I am too fucking exhausted to blog today, but too wound up not to. It occurs to me that getting sick would not be a good look right now, but on the other hand, I’d hate for silence to suggest complacency.

I’m going to resolve this dilemma by relying on a little help from my friends, or at least one of them. So today, I’m taking a break and referring you to the latest post on Chris Sciabarra’s blog, which you should have been reading the whole time anyway.

A couple days ago, I wrote a post trying to capture the siege-like situation at hospitals in New Jersey. A few days ago, The New York Times published this brilliant piece describing twelve hours with emergency medical services in Paterson, New Jersey (worth contrasting with my brief description of a drive through Paterson about a week earlier). Both of those stories are now obsolete just a few days after posting them. Right now, things are worse than either of those items could capture, both in New York and in New Jersey. And they’re only going to get worse. It’s impossible–or at least very difficult–to keep up with events but stay rigorously factual. I’m trying, but have not been able to pull it off.

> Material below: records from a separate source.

//! Build information module
//!
//! Compile-time constants for build number and timestamp.

use serde::Serialize;

/// Build number, incremented on each recompilation
pub const BUILD_NUMBER: u64 = match option_env!("MTD_BUILD_NUMBER") {
    Some(s) => match parse_u64(s) {
        Some(n) => n,
        None => 0,
    },
    None => 0,
};

/// Build timestamp in ISO 8601 format
pub const BUILD_TIMESTAMP: &str = match option_env!("MTD_BUILD_TIMESTAMP") {
    Some(s) => s,
    None => "unknown",
};

pub const VERSION: &str = env!("CARGO_PKG_VERSION");

pub const NAME: &str = env!("CARGO_PKG_NAME");

pub const DESCRIPTION: &str = env!("CARGO_PKG_DESCRIPTION");

/// `str::parse` is not const, so digits are folded by hand
const fn parse_u64(s: &str) -> Option<u64> {
    let bytes = s.as_bytes();
    if bytes.is_empty() {
        return None;
    }
    let mut result: u64 = 0;
    let mut i = 0;
    while i < bytes.len() {
        let b = bytes[i];
        if !b.is_ascii_digit() {
            return None;
        }
        result = result * 10 + (b - b'0') as u64;
        i += 1;
    }
    Some(result)
}

/// Build information structure for serialization
#[derive(Debug, Clone, Serialize)]
pub struct BuildInfo {
    pub name: &'static str,
    pub version: &'static str,
    pub build_number: u64,
    pub build_timestamp: &'static str,
    pub description: &'static str,
}

impl BuildInfo {
    pub fn current() -> Self {
        Self {
            name: NAME,
            version: VERSION,
            build_number: BUILD_NUMBER,
            build_timestamp: BUILD_TIMESTAMP,
            description: DESCRIPTION,
        }
    }
}

impl Default for BuildInfo {
    fn default() -> Self {
        Self::current()
    }
}

/// Print the startup banner to stderr
pub fn print_startup_banner() {
    let info = BuildInfo::current();
    eprintln!("===============================================");
    eprintln!("  Multi-Tool Dashboard (MTD)");
    eprintln!("  Version: {} | Build: {}", info.version, info.build_number);
    eprintln!("  Compiled: {}", info.build_timestamp);
    eprintln!("===============================================");
}

#[cfg(test)]
mod tests {
    use super::*;

    #[test]
    fn test_parse_u64() {
        assert_eq!(parse_u64("42"), Some(42));
        assert_eq!(parse_u64("0"), Some(0));
        assert_eq!(parse_u64(""), None);
        assert_eq!(parse_u64("12a"), None);
    }

    #[test]
    fn test_build_info_current() {
        let info = BuildInfo::current();
        assert_eq!(info.name, "mtd");
        assert!(!info.version.is_empty());
    }
}
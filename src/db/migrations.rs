//! Database migrations
//!
//! Schema creation and migration logic.

use rusqlite::Connection;

use super::connection::DbResult;

/// Current schema version
const SCHEMA_VERSION: i32 = 1;

/// Run all migrations to bring the database up to the current schema version
pub fn run_migrations(conn: &Connection) -> DbResult<()> {
    conn.execute(
        "CREATE TABLE IF NOT EXISTS schema_migrations (
            version INTEGER PRIMARY KEY,
            applied_at TEXT NOT NULL DEFAULT (datetime('now'))
        )",
        [],
    )?;

    let current_version = get_schema_version(conn)?;

    if current_version < 1 {
        migrate_v1(conn)?;
        conn.execute("INSERT INTO schema_migrations (version) VALUES (1)", [])?;
        tracing::info!("Applied schema migration v1");
    }

    Ok(())
}

/// Highest applied schema version (0 for a fresh database)
pub fn get_schema_version(conn: &Connection) -> DbResult<i32> {
    let version = conn.query_row(
        "SELECT COALESCE(MAX(version), 0) FROM schema_migrations",
        [],
        |row| row.get(0),
    )?;
    Ok(version)
}

/// Whether the database is at the schema version this build expects
pub fn is_current(conn: &Connection) -> DbResult<bool> {
    let tracked: bool = conn.query_row(
        "SELECT EXISTS(SELECT 1 FROM sqlite_master WHERE type = 'table' AND name = 'schema_migrations')",
        [],
        |row| row.get(0),
    )?;
    Ok(tracked && get_schema_version(conn)? == SCHEMA_VERSION)
}

/// Migration v1: key-value store
fn migrate_v1(conn: &Connection) -> DbResult<()> {
    conn.execute_batch(
        r#"
        -- ============================================
        -- KV STORE
        -- Client-local settings and per-tool conversion history.
        -- Values are opaque strings (history lists are JSON arrays).
        -- ============================================
        CREATE TABLE kv_store (
            key TEXT PRIMARY KEY NOT NULL,
            value TEXT NOT NULL,
            updated_at TEXT NOT NULL DEFAULT (datetime('now'))
        );
        "#,
    )?;
    Ok(())
}
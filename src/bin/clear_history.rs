//! Utility to remove every calculator's conversion history from the database

use mtd::catalog::CalculatorTool;
use mtd::{config, db};

fn main() -> Result<(), Box<dyn std::error::Error>> {
    let db_path = config::database_path();
    println!("Database path: {}", db_path.display());

    if !db_path.exists() {
        println!("No database found, nothing to clear.");
        return Ok(());
    }

    let database = db::Database::new(&db_path)?;

    database.with_conn(|conn| {
        if !db::migrations::is_current(conn)? {
            println!("Upgrading schema to the current version...");
            db::migrations::run_migrations(conn)?;
        }

        for tool in CalculatorTool::ALL {
            let removed = db::kv::delete(conn, tool.history_key())?;
            println!(
                "  {:<16} {}",
                tool.slug(),
                if removed { "cleared" } else { "empty" }
            );
        }

        let remaining = db::kv::keys(conn)?;
        println!("Remaining keys: {}", remaining.len());
        Ok(())
    })?;

    Ok(())
}
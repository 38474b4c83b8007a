//! Multi-Tool Dashboard (MTD)
//!
//! An MCP server for unit, color, time and data conversions.

use std::sync::Arc;

use rmcp::ServiceExt;
use tokio::io::{stdin, stdout};
use tracing_subscriber::EnvFilter;

use mtd::history::KeyValueStore;
use mtd::mcp::MtdService;
use mtd::tools::history::HistoryRegistry;
use mtd::{build_info, config, db};

#[tokio::main]
async fn main() -> Result<(), Box<dyn std::error::Error>> {
    // Initialize logging (output to stderr to not interfere with MCP stdio)
    tracing_subscriber::fmt()
        .with_env_filter(EnvFilter::from_default_env().add_directive("mtd=info".parse()?))
        .with_writer(std::io::stderr)
        .init();

    // Print startup banner to stderr
    build_info::print_startup_banner();
    eprintln!("Starting MCP server on stdio...");

    let db_path = config::database_path();
    eprintln!("Database path: {}", db_path.display());

    // Ensure data directory exists
    if let Some(parent) = db_path.parent() {
        std::fs::create_dir_all(parent)?;
    }

    eprintln!("Initializing database...");
    let database = db::Database::new(&db_path)?;

    database.with_conn(|conn| {
        db::migrations::run_migrations(conn)?;
        let version = db::migrations::get_schema_version(conn)?;
        eprintln!("Database schema version: {}", version);
        Ok(())
    })?;

    let database_path = database.path().to_path_buf();
    let debounce = config::history_debounce();
    let storage: Arc<dyn KeyValueStore> = Arc::new(database);
    let history = HistoryRegistry::load(storage, debounce);
    tracing::info!("History loaded (debounce {}ms)", debounce.as_millis());

    let service = MtdService::new(database_path, Arc::new(history));

    // Create stdio transport
    let transport = (stdin(), stdout());

    // Start the MCP server
    let server = service.serve(transport).await?;

    // Wait for the server to complete
    server.waiting().await?;

    Ok(())
}
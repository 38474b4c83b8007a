//! Runtime configuration from environment variables
//!
//! - `MTD_DATABASE_PATH`: SQLite file (default `<project>/data/mtd.db`)
//! - `MTD_HISTORY_DEBOUNCE_MS`: quiet period before history writes (default 1000)

use std::path::PathBuf;
use std::time::Duration;

use crate::history::DEFAULT_DEBOUNCE;

pub const DATABASE_PATH_VAR: &str = "MTD_DATABASE_PATH";
pub const DEBOUNCE_MS_VAR: &str = "MTD_HISTORY_DEBOUNCE_MS";

/// Get the database path from environment or use default
pub fn database_path() -> PathBuf {
    std::env::var(DATABASE_PATH_VAR)
        .map(PathBuf::from)
        .unwrap_or_else(|_| default_database_path())
}

fn default_database_path() -> PathBuf {
    let mut path = std::env::current_exe()
        .ok()
        .and_then(|p| p.parent().map(|p| p.to_path_buf()))
        .unwrap_or_else(|| PathBuf::from("."));

    // Go up from target/release or target/debug to project root
    if path.ends_with("release") || path.ends_with("debug") {
        if let Some(grandparent) = path.parent().and_then(|p| p.parent()) {
            path = grandparent.to_path_buf();
        }
    }

    path.push("data");
    path.push("mtd.db");
    path
}

/// History debounce delay from environment or the default
pub fn history_debounce() -> Duration {
    parse_debounce(std::env::var(DEBOUNCE_MS_VAR).ok().as_deref())
}

fn parse_debounce(raw: Option<&str>) -> Duration {
    match raw.map(str::trim) {
        None | Some("") => DEFAULT_DEBOUNCE,
        Some(raw) => match raw.parse::<u64>() {
            Ok(ms) => Duration::from_millis(ms),
            Err(_) => {
                tracing::warn!(
                    "Ignoring invalid {}='{}', using {}ms",
                    DEBOUNCE_MS_VAR,
                    raw,
                    DEFAULT_DEBOUNCE.as_millis()
                );
                DEFAULT_DEBOUNCE
            }
        },
    }
}

#[cfg(test)]
mod tests {
    use super::*;

    #[test]
    fn test_parse_debounce() {
        assert_eq!(parse_debounce(None), DEFAULT_DEBOUNCE);
        assert_eq!(parse_debounce(Some("")), DEFAULT_DEBOUNCE);
        assert_eq!(parse_debounce(Some("250")), Duration::from_millis(250));
        assert_eq!(parse_debounce(Some("soon")), DEFAULT_DEBOUNCE);
    }

    #[test]
    fn test_default_database_path_ends_with_file() {
        let path = default_database_path();
        assert!(path.ends_with("data/mtd.db"));
    }
}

Chris describes a trip to the grocery store where he lives in Brooklyn, and many other valuable things besides. Very different from my experiences here in western New Jersey, but similar to my experiences in eastern Jersey, and very easily imaginable.

Once I catch my breath, I’ll be back to blogging on a long list of things, perhaps most importantly, efforts at mutual aid for low-income workers and others. Will also try to spruce up my page of things that can be done to help out. Eventually, I will try to become a little more philosophical about this crisis, and also talk a bit about what it’s like to teach COVID-19 under lockdown (as I’m doing in my critical thinking class, and will eventually do in my applied ethics class). Soon.

Meanwhile, stay the fuck at home (compatible with your needs and the requirements of social solidarity, and any other important value I may be forgetting whose exercise doesn’t unnecessarily impose extra risks or labor on anyone).